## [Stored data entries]
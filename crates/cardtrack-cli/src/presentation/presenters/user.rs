use cardtrack_core::Scope;
use cardtrack_runtime::UserSettingsUpload;
use cardtrack_types::StoredUserSettings;

use crate::presentation::view_models::{
    CommandResultViewModel, Guidance, StatusBadge, UserSettingsViewModel, UserUploadViewModel,
};

/// `stored` is `None` when the backend does not know the user.
pub fn present_user_settings(
    username: String,
    stored: Option<StoredUserSettings>,
) -> CommandResultViewModel<UserSettingsViewModel> {
    let found = stored.is_some();
    let settings = stored.and_then(|stored| stored.text());
    let upload = format!("cardtrack user upload {}", username);

    let content = UserSettingsViewModel {
        username,
        found,
        settings,
    };

    let empty = content.settings.is_none();
    let result = CommandResultViewModel::new(content);
    match (found, empty) {
        (false, _) => result
            .with_badge(StatusBadge::warning("User not found"))
            .with_suggestion(
                Guidance::new("Uploading settings creates the user").with_command(upload),
            ),
        (true, true) => result.with_badge(StatusBadge::info("No settings stored")),
        (true, false) => result,
    }
}

pub fn present_user_upload(
    scope: &Scope,
    upload: UserSettingsUpload,
) -> CommandResultViewModel<UserUploadViewModel> {
    let badge = StatusBadge::success(upload.message.clone());
    let content = UserUploadViewModel {
        username: upload.username,
        scope: scope.to_string(),
        keys: upload.keys,
        message: upload.message,
    };

    CommandResultViewModel::new(content).with_badge(badge)
}
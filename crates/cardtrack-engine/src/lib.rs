// Engine module - pure projections from backend data to view models.
// Nothing here performs I/O. The runtime fetches and the CLI renders.

pub mod badges;
pub mod format;
pub mod history;
pub mod panel;

pub use badges::compose_badges;
pub use format::{format_hours, format_timestamp, BADGE_PRECISION, PANEL_PRECISION};
pub use history::{HistoryRow, HistoryTable, HistoryView, render_history};
pub use panel::{
    LabeledValue, MemberRow, MetricSection, MetricsPanel, NO_METRICS_MESSAGE, PanelBody,
    build_metrics_panel,
};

## [Aim of the task]
Going through the entries above, count each line that has the word "presentation" and report only the count.

## [Result of this task]
2